- **What is required**:
For the records below, give the number of lines in which "update" appears, and add nothing else.

- **Data**:
==============================

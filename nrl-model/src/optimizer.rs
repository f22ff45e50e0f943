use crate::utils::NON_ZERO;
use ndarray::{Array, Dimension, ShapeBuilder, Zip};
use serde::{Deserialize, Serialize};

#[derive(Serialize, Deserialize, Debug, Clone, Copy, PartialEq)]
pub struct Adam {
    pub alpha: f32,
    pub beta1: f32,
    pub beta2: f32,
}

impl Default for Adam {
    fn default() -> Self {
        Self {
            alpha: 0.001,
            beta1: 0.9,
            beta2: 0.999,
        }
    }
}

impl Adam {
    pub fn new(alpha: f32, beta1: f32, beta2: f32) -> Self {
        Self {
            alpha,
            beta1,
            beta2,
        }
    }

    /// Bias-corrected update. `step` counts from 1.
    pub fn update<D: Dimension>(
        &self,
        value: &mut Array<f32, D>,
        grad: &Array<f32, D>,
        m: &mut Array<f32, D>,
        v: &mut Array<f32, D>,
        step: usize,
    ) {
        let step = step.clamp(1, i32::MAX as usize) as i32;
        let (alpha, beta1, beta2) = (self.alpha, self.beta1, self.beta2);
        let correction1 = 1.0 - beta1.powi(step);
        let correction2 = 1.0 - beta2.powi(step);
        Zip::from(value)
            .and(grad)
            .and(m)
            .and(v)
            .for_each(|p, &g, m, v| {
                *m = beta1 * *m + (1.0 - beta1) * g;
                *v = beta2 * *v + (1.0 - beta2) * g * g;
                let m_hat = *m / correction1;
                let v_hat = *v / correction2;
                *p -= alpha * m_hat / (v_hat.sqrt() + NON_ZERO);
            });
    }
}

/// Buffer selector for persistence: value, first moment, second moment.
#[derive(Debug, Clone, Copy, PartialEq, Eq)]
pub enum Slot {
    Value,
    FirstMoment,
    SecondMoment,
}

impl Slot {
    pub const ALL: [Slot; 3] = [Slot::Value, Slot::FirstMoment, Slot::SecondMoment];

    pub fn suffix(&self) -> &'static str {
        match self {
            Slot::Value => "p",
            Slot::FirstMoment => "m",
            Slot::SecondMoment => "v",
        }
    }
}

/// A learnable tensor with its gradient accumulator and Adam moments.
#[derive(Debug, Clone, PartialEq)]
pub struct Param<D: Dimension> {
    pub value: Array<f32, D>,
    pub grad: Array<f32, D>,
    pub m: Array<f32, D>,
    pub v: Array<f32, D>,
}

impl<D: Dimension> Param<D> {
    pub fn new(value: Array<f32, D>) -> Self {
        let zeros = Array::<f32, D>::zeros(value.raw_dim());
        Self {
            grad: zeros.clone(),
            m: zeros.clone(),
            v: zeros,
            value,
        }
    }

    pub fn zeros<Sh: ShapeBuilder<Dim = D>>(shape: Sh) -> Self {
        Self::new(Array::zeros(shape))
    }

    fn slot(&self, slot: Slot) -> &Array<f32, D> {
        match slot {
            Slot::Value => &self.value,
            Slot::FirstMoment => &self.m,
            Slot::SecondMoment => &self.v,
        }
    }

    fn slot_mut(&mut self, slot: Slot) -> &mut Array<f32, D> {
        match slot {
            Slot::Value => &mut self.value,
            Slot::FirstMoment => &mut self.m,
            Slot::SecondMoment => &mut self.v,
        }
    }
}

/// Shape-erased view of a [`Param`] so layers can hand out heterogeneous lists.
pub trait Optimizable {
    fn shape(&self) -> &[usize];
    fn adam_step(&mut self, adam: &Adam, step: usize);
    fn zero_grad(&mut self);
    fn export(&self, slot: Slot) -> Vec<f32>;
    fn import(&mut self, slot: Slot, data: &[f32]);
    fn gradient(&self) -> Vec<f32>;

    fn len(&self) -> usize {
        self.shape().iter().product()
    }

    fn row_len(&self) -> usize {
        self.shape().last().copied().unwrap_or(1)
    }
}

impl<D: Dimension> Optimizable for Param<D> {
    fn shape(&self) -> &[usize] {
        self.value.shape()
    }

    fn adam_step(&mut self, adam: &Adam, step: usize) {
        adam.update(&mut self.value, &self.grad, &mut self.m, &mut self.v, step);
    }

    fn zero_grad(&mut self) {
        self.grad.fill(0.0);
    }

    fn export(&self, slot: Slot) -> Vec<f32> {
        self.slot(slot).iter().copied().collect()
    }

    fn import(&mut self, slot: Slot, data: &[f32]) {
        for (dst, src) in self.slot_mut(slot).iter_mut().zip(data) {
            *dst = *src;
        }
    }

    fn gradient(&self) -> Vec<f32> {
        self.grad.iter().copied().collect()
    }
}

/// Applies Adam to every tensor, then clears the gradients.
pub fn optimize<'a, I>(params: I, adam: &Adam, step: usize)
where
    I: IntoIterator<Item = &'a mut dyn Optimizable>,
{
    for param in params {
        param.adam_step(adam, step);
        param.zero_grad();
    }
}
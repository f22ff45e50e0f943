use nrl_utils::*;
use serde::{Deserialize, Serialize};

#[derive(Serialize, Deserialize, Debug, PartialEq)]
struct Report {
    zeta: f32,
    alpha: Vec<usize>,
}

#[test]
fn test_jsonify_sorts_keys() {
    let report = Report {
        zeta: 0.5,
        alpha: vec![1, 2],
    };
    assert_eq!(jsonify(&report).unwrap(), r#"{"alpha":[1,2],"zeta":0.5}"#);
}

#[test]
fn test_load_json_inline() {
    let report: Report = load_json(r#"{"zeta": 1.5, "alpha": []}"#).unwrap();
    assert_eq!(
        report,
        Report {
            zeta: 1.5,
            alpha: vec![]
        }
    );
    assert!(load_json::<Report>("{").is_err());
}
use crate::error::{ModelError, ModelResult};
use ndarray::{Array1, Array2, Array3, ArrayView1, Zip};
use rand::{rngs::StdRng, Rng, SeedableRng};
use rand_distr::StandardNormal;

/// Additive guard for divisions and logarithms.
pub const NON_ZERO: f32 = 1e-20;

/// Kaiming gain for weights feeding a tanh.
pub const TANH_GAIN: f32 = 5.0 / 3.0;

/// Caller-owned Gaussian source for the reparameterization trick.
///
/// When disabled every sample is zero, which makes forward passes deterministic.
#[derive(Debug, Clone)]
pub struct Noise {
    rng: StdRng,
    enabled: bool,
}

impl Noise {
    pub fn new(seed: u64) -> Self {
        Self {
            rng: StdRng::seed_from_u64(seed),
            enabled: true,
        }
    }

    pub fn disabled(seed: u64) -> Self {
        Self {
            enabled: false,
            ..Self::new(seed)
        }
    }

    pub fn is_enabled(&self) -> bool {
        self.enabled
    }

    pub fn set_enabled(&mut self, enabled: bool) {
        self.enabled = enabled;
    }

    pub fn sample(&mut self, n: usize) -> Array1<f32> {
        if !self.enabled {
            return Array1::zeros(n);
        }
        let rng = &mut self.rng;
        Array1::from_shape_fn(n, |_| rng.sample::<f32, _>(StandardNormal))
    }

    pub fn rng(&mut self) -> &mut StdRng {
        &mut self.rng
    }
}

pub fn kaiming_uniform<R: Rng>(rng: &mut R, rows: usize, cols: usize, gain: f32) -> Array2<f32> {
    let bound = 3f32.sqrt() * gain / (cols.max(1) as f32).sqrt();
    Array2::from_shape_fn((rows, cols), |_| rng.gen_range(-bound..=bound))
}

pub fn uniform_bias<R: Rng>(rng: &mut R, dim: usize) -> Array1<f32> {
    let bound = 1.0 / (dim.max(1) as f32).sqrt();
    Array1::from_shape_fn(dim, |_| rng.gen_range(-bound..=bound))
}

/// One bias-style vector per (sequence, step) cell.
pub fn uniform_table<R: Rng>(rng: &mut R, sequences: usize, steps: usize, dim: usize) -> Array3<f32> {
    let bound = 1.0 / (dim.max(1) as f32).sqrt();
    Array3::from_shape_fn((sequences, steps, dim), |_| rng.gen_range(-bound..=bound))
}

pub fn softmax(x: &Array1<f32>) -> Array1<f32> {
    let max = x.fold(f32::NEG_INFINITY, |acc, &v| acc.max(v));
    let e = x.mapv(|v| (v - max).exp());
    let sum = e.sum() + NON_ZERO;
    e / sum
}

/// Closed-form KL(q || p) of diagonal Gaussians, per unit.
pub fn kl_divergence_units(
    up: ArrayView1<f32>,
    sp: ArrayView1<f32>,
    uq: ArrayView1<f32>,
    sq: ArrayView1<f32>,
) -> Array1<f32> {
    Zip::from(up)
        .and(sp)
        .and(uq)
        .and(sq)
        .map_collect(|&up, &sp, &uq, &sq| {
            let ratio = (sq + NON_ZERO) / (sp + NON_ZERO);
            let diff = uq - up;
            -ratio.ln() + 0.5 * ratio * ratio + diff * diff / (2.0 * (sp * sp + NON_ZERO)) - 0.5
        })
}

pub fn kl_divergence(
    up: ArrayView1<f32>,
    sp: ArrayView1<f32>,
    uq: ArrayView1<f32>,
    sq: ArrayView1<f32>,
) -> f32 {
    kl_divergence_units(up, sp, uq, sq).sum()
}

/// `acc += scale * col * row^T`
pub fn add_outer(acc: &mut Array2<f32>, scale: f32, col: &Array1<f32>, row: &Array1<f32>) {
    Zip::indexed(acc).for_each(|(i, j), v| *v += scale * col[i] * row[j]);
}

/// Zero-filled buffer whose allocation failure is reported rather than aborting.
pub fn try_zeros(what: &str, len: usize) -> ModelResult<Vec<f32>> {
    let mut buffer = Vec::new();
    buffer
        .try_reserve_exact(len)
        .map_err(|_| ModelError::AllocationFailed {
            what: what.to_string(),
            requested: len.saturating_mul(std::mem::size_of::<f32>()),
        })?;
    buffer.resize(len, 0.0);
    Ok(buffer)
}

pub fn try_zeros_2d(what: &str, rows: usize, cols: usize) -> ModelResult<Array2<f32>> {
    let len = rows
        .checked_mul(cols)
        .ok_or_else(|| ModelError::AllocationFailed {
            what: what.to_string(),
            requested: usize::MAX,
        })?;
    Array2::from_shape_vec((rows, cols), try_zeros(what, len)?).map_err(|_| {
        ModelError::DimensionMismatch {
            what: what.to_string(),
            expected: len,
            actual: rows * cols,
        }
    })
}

==============================

- **Solution to this task**:
3